Aber auch so steht sie gut da. Seit die Schweizerin 2011 bei einem Festival auf dem Tübinger Marktplatz bizarrerweise just zu jener Stunde erstmals auf einer großen Bühne der Region stand, in der sich die Nachricht vom Tod Amy Winehouse’ wie ein Lauffeuer verbreitete, hat sie sich höchst verdient ein großes und treues Publikum erarbeitet.

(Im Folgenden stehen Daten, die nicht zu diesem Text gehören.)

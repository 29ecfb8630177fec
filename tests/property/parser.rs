// Property tests for the C++Lite parser.
//
// 1. Round trip: pretty-printing a generated AST and parsing it back yields
//    the same AST.
// 2. Determinism: the same source always produces the same result.
// 3. No panics: arbitrary text and random token soup are either parsed or
//    rejected with an error, never a crash.

use proptest::prelude::*;

use cpplite::diagnostics::CompileError;
use cpplite::parser::ast::*;
use cpplite::pretty::{pretty_print, pretty_print_expression};
use cpplite::{parse_expression, parse_program};

const KEYWORDS: &[&str] = &[
    "int", "float", "bool", "char", "main", "if", "else", "while", "true", "false",
];

// =============================================================================
// Generators
// =============================================================================

fn arb_name() -> impl Strategy<Value = String> {
    "[a-z][a-z0-9_]{0,5}".prop_filter("keywords are not names", |s| !KEYWORDS.contains(&s.as_str()))
}

fn arb_type() -> impl Strategy<Value = Type> {
    prop::sample::select(vec![Type::Int, Type::Float, Type::Bool, Type::Char])
}

// Literals are non-negative; negation is a unary operator.
fn arb_value() -> impl Strategy<Value = Value> {
    prop_oneof![
        (0..100_000i32).prop_map(Value::Int),
        (0..10_000u32).prop_map(|n| Value::Float(n as f32 / 4.0)),
        any::<bool>().prop_map(Value::Bool),
        proptest::char::range('a', 'z').prop_map(Value::Char),
    ]
}

fn arb_binop() -> impl Strategy<Value = BinaryOp> {
    use BinaryOp::*;
    prop::sample::select(vec![Or, And, Eq, NotEq, Lt, LtEq, Gt, GtEq, Add, Sub, Mul, Div])
}

fn arb_unop() -> impl Strategy<Value = UnaryOp> {
    prop_oneof![
        Just(UnaryOp::Not),
        Just(UnaryOp::Neg),
        arb_type().prop_map(UnaryOp::Cast),
    ]
}

fn arb_expr() -> impl Strategy<Value = Expression> {
    let leaf = prop_oneof![
        arb_name().prop_map(Expression::var),
        arb_value().prop_map(Expression::Value),
    ];
    leaf.prop_recursive(4, 32, 2, |inner| {
        prop_oneof![
            (arb_binop(), inner.clone(), inner.clone())
                .prop_map(|(op, lhs, rhs)| Expression::binary(op, lhs, rhs)),
            (arb_unop(), inner).prop_map(|(op, operand)| Expression::unary(op, operand)),
        ]
    })
}

fn arb_stmt() -> impl Strategy<Value = Statement> {
    let leaf = prop_oneof![
        Just(Statement::Skip),
        (arb_name(), arb_expr()).prop_map(|(target, source)| {
            Statement::Assignment(Assignment { target: Variable::new(target), source })
        }),
    ];
    leaf.prop_recursive(3, 16, 3, |inner| {
        prop_oneof![
            prop::collection::vec(inner.clone(), 0..3)
                .prop_map(|members| Statement::Block(Block { members })),
            (arb_expr(), inner.clone(), prop::option::of(inner.clone())).prop_map(
                |(test, then_branch, else_branch)| {
                    // An else-less if inside the then branch would capture our else.
                    let then_branch = match (&else_branch, then_branch) {
                        (Some(_), s @ (Statement::Conditional(_) | Statement::Loop(_))) => {
                            Statement::Block(Block { members: vec![s] })
                        }
                        (_, s) => s,
                    };
                    Statement::Conditional(Conditional {
                        test,
                        then_branch: Box::new(then_branch),
                        else_branch: else_branch.map(Box::new),
                    })
                }
            ),
            (arb_expr(), inner)
                .prop_map(|(test, body)| Statement::Loop(Loop { test, body: Box::new(body) })),
        ]
    })
}

fn arb_program() -> impl Strategy<Value = Program> {
    (
        prop::collection::vec((arb_name(), arb_type()), 0..5),
        prop::collection::vec(arb_stmt(), 0..5),
    )
        .prop_map(|(decls, members)| Program {
            decls: decls
                .into_iter()
                .map(|(name, ty)| Declaration { var: Variable::new(name), ty })
                .collect(),
            body: Block { members },
        })
}

/// Lexemes of every token kind, including ones that never start a statement.
fn arb_token_soup() -> impl Strategy<Value = String> {
    let lexeme = prop::sample::select(vec![
        "int", "float", "bool", "char", "main", "if", "else", "while", "true", "false",
        "x", "y", "0", "42", "2.5", "'c'", "=", "==", "!=", "<", "<=", ">", ">=", "+",
        "-", "*", "/", "!", "&&", "||", "(", ")", "{", "}", ",", ";",
    ]);
    prop::collection::vec(lexeme, 0..40).prop_map(|parts| parts.join(" "))
}

// =============================================================================
// Round trip
// =============================================================================

#[test]
fn prop_program_roundtrip() {
    proptest!(|(program in arb_program())| {
        let source = pretty_print(&program);
        let reparsed = parse_program(&source)
            .unwrap_or_else(|e| panic!("pretty output did not parse: {e}\n{source}"));
        prop_assert_eq!(reparsed, program);
    });
}

#[test]
fn prop_expression_roundtrip() {
    proptest!(|(expr in arb_expr())| {
        let source = pretty_print_expression(&expr);
        let reparsed = parse_expression(&source)
            .unwrap_or_else(|e| panic!("pretty output did not parse: {e}\n{source}"));
        prop_assert_eq!(reparsed, expr);
    });
}

#[test]
fn prop_pretty_print_is_idempotent() {
    proptest!(|(program in arb_program())| {
        let first = pretty_print(&program);
        let second = pretty_print(&parse_program(&first).unwrap());
        prop_assert_eq!(first, second);
    });
}

// =============================================================================
// Determinism and robustness
// =============================================================================

#[test]
fn prop_parse_is_deterministic() {
    proptest!(|(source in arb_token_soup())| {
        let first = parse_program(&source);
        let second = parse_program(&source);
        match (first, second) {
            (Ok(a), Ok(b)) => prop_assert_eq!(a, b),
            (Err(a), Err(b)) => prop_assert_eq!(a.to_string(), b.to_string()),
            _ => prop_assert!(false, "results differ for {:?}", source),
        }
    });
}

#[test]
fn prop_parser_never_panics_on_text() {
    proptest!(|(source in "\\PC{0,300}")| {
        let _ = parse_program(&source);
        let _ = parse_expression(&source);
    });
}

#[test]
fn prop_token_soup_errors_point_into_source() {
    proptest!(|(body in arb_token_soup())| {
        let source = format!("int main ( ) {{ {body} }}");
        match parse_program(&source) {
            Ok(_) => {}
            Err(CompileError::Syntax { span, .. }) => {
                prop_assert!(span.start <= span.end);
                prop_assert!(span.end <= source.len());
            }
            Err(other) => prop_assert!(false, "unexpected error kind: {other}"),
        }
    });
}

Charmant führt die 35-Jährige, die selbst an Gitarre und E-Piano agiert, durch das Programm, eigenständig ist ihre Musik ohnehin, was nicht zuletzt durch den mal französischen, mal englischen, mal deutschen beziehungsweise schwyzerdeutschen Gesang zum Ausdruck kommt – auch dies ein schönes Zeichen künstlerischer Souveränität. Was bleibt, ist ein erfreuliches Fazit: Qualität setzt sich durch – wie schön, auch das mal wieder im Zusammenhang mit erfolgreicher Popmusik sagen zu dürfen.